* _REQUIRED WORK_
Nothing is to be left out: repeat every entry exactly as given.

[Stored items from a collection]
//! Conversation orchestrator: the text path.
//!
//! One call handles one guest turn:
//! resolve the conversation id, persist the user turn, try the FAQ rules,
//! otherwise build a prompt from recent history and walk the provider chain,
//! then persist the assistant turn. Store and provider failures degrade the
//! reply but never fail the call.

use std::sync::Arc;

use serde::Serialize;
use serde_json::{json, Value};
use tracing::{debug, info, warn};
use uuid::Uuid;

use concierge_core::types::Role;
use concierge_llm::{ChainOutcome, GenerateRequest, ProviderRegistry};
use concierge_storage::HistoryStore;

use crate::context::{build_prompt, truncate_chars, SYSTEM_PROMPT};
use crate::faq::match_faq;
use crate::persist::append_turn;

/// Number of past turns fed back into the prompt.
pub const DEFAULT_HISTORY_LIMIT: usize = 8;

/// Reply given when the transcript is blank.
pub const EMPTY_INPUT_REPLY: &str = "It seems like you didn't type or say a question. Please ask a quick question (e.g., 'What time is check-in?').";

/// Characters of the guest's text echoed back in the fallback reply.
const FALLBACK_ECHO_CHARS: usize = 200;

/// Characters of the assembled prompt written to the debug log.
const PROMPT_LOG_CHARS: usize = 1000;

/// Response body of the text endpoint.
#[derive(Debug, Clone, PartialEq, Eq, Serialize)]
#[serde(rename_all = "camelCase")]
pub struct TextReply {
    pub transcript: String,
    pub reply: String,
    pub conversation_id: String,
}

/// Where an assistant reply came from. Stored in the turn's `meta`.
#[derive(Debug, Clone, PartialEq, Eq)]
pub enum ReplySource {
    Faq,
    Llm { provider: String },
    Fallback,
}

impl ReplySource {
    pub fn meta(&self) -> Value {
        match self {
            ReplySource::Faq => json!({ "source": "faq" }),
            ReplySource::Llm { provider } => json!({ "source": "llm", "provider": provider }),
            ReplySource::Fallback => json!({ "source": "fallback" }),
        }
    }
}

/// Canned apology used when every provider failed.
pub fn fallback_reply(transcript: &str) -> String {
    format!(
        "I heard: \"{}\". I'm having trouble contacting the language service right now — please try again in a moment.",
        truncate_chars(transcript, FALLBACK_ECHO_CHARS)
    )
}

/// The supplied id when it is non-blank (trimmed), otherwise a fresh UUID.
pub fn resolve_conversation_id(incoming: Option<&str>) -> String {
    match incoming.map(str::trim) {
        Some(id) if !id.is_empty() => id.to_string(),
        _ => Uuid::new_v4().to_string(),
    }
}

/// Ties the FAQ rules, history store, and provider chain together.
pub struct ConversationOrchestrator {
    store: Arc<dyn HistoryStore>,
    providers: Arc<ProviderRegistry>,
    history_limit: usize,
}

impl ConversationOrchestrator {
    pub fn new(store: Arc<dyn HistoryStore>, providers: Arc<ProviderRegistry>) -> Self {
        Self {
            store,
            providers,
            history_limit: DEFAULT_HISTORY_LIMIT,
        }
    }

    pub fn with_history_limit(mut self, limit: usize) -> Self {
        self.history_limit = limit;
        self
    }

    /// Produce a reply for one guest turn.
    ///
    /// Always returns a reply: a blank transcript gets a prompt for input,
    /// and a failed provider chain gets the canned apology.
    pub async fn handle(&self, transcript: &str, conversation_id: Option<&str>) -> TextReply {
        let conversation_id = resolve_conversation_id(conversation_id);

        if transcript.trim().is_empty() {
            debug!(conversation_id = %conversation_id, "Empty transcript; prompting for input");
            return TextReply {
                transcript: String::new(),
                reply: EMPTY_INPUT_REPLY.to_string(),
                conversation_id,
            };
        }

        append_turn(
            self.store.as_ref(),
            &conversation_id,
            Role::User,
            transcript,
            None,
        )
        .await
        .log("user turn");

        let (reply, source) = match match_faq(transcript) {
            Some(answer) => {
                info!(conversation_id = %conversation_id, "Answered from FAQ rules");
                (answer.to_string(), ReplySource::Faq)
            }
            None => self.generate_reply(&conversation_id, transcript).await,
        };

        append_turn(
            self.store.as_ref(),
            &conversation_id,
            Role::Assistant,
            &reply,
            Some(source.meta()),
        )
        .await
        .log("assistant turn");

        TextReply {
            transcript: transcript.to_string(),
            reply,
            conversation_id,
        }
    }

    async fn generate_reply(&self, conversation_id: &str, transcript: &str) -> (String, ReplySource) {
        let recent = self.store.recent(conversation_id, self.history_limit).await;
        let prompt = build_prompt(SYSTEM_PROMPT, &recent, transcript);
        debug!(
            conversation_id,
            history = recent.len(),
            prompt = truncate_chars(&prompt, PROMPT_LOG_CHARS),
            "Assembled LLM prompt"
        );

        let request = GenerateRequest::new(SYSTEM_PROMPT, prompt);
        match self.providers.generate(&request).await {
            ChainOutcome::Succeeded {
                provider,
                reply,
                failures,
            } => {
                if !failures.is_empty() {
                    info!(
                        conversation_id,
                        provider = %provider,
                        failed = failures.len(),
                        "Reply from fallback provider"
                    );
                }
                (reply, ReplySource::Llm { provider })
            }
            ChainOutcome::Exhausted { failures } => {
                for failure in &failures {
                    warn!(
                        conversation_id,
                        provider = %failure.provider,
                        error = %failure.error,
                        "Provider exhausted"
                    );
                }
                (fallback_reply(transcript), ReplySource::Fallback)
            }
        }
    }
}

* _RESULT OF THE TASK_
//! Conversation orchestrator: the text path.
//!
//! One call handles one guest turn:
//! resolve the conversation id, persist the user turn, try the FAQ rules,
//! otherwise build a prompt from recent history and walk the provider chain,
//! then persist the assistant turn. Store and provider failures degrade the
//! reply but never fail the call.

use std::sync::Arc;

use serde::Serialize;
use serde_json::{json, Value};
use tracing::{debug, info, warn};
use uuid::Uuid;

use concierge_core::types::Role;
use concierge_llm::{ChainOutcome, GenerateRequest, ProviderRegistry};
use concierge_storage::HistoryStore;

use crate::context::{build_prompt, truncate_chars, SYSTEM_PROMPT};
use crate::faq::match_faq;
use crate::persist::append_turn;

/// Number of past turns fed back into the prompt.
pub const DEFAULT_HISTORY_LIMIT: usize = 8;

/// Reply given when the transcript is blank.
pub const EMPTY_INPUT_REPLY: &str = "It seems like you didn't type or say a question. Please ask a quick question (e.g., 'What time is check-in?').";

/// Characters of the guest's text echoed back in the fallback reply.
const FALLBACK_ECHO_CHARS: usize = 200;

/// Characters of the assembled prompt written to the debug log.
const PROMPT_LOG_CHARS: usize = 1000;

/// Response body of the text endpoint.
#[derive(Debug, Clone, PartialEq, Eq, Serialize)]
#[serde(rename_all = "camelCase")]
pub struct TextReply {
    pub transcript: String,
    pub reply: String,
    pub conversation_id: String,
}

/// Where an assistant reply came from. Stored in the turn's `meta`.
#[derive(Debug, Clone, PartialEq, Eq)]
pub enum ReplySource {
    Faq,
    Llm { provider: String },
    Fallback,
}

impl ReplySource {
    pub fn meta(&self) -> Value {
        match self {
            ReplySource::Faq => json!({ "source": "faq" }),
            ReplySource::Llm { provider } => json!({ "source": "llm", "provider": provider }),
            ReplySource::Fallback => json!({ "source": "fallback" }),
        }
    }
}

/// Canned apology used when every provider failed.
pub fn fallback_reply(transcript: &str) -> String {
    format!(
        "I heard: \"{}\". I'm having trouble contacting the language service right now — please try again in a moment.",
        truncate_chars(transcript, FALLBACK_ECHO_CHARS)
    )
}

/// The supplied id when it is non-blank (trimmed), otherwise a fresh UUID.
pub fn resolve_conversation_id(incoming: Option<&str>) -> String {
    match incoming.map(str::trim) {
        Some(id) if !id.is_empty() => id.to_string(),
        _ => Uuid::new_v4().to_string(),
    }
}

/// Ties the FAQ rules, history store, and provider chain together.
pub struct ConversationOrchestrator {
    store: Arc<dyn HistoryStore>,
    providers: Arc<ProviderRegistry>,
    history_limit: usize,
}

impl ConversationOrchestrator {
    pub fn new(store: Arc<dyn HistoryStore>, providers: Arc<ProviderRegistry>) -> Self {
        Self {
            store,
            providers,
            history_limit: DEFAULT_HISTORY_LIMIT,
        }
    }

    pub fn with_history_limit(mut self, limit: usize) -> Self {
        self.history_limit = limit;
        self
    }

    /// Produce a reply for one guest turn.
    ///
    /// Always returns a reply: a blank transcript gets a prompt for input,
    /// and a failed provider chain gets the canned apology.
    pub async fn handle(&self, transcript: &str, conversation_id: Option<&str>) -> TextReply {
        let conversation_id = resolve_conversation_id(conversation_id);

        if transcript.trim().is_empty() {
            debug!(conversation_id = %conversation_id, "Empty transcript; prompting for input");
            return TextReply {
                transcript: String::new(),
                reply: EMPTY_INPUT_REPLY.to_string(),
                conversation_id,
            };
        }

        append_turn(
            self.store.as_ref(),
            &conversation_id,
            Role::User,
            transcript,
            None,
        )
        .await
        .log("user turn");

        let (reply, source) = match match_faq(transcript) {
            Some(answer) => {
                info!(conversation_id = %conversation_id, "Answered from FAQ rules");
                (answer.to_string(), ReplySource::Faq)
            }
            None => self.generate_reply(&conversation_id, transcript).await,
        };

        append_turn(
            self.store.as_ref(),
            &conversation_id,
            Role::Assistant,
            &reply,
            Some(source.meta()),
        )
        .await
        .log("assistant turn");

        TextReply {
            transcript: transcript.to_string(),
            reply,
            conversation_id,
        }
    }

    async fn generate_reply(&self, conversation_id: &str, transcript: &str) -> (String, ReplySource) {
        let recent = self.store.recent(conversation_id, self.history_limit).await;
        let prompt = build_prompt(SYSTEM_PROMPT, &recent, transcript);
        debug!(
            conversation_id,
            history = recent.len(),
            prompt = truncate_chars(&prompt, PROMPT_LOG_CHARS),
            "Assembled LLM prompt"
        );

        let request = GenerateRequest::new(SYSTEM_PROMPT, prompt);
        match self.providers.generate(&request).await {
            ChainOutcome::Succeeded {
                provider,
                reply,
                failures,
            } => {
                if !failures.is_empty() {
                    info!(
                        conversation_id,
                        provider = %provider,
                        failed = failures.len(),
                        "Reply from fallback provider"
                    );
                }
                (reply, ReplySource::Llm { provider })
            }
            ChainOutcome::Exhausted { failures } => {
                for failure in &failures {
                    warn!(
                        conversation_id,
                        provider = %failure.provider,
                        error = %failure.error,
                        "Provider exhausted"
                    );
                }
                (fallback_reply(transcript), ReplySource::Fallback)
            }
        }
    }
}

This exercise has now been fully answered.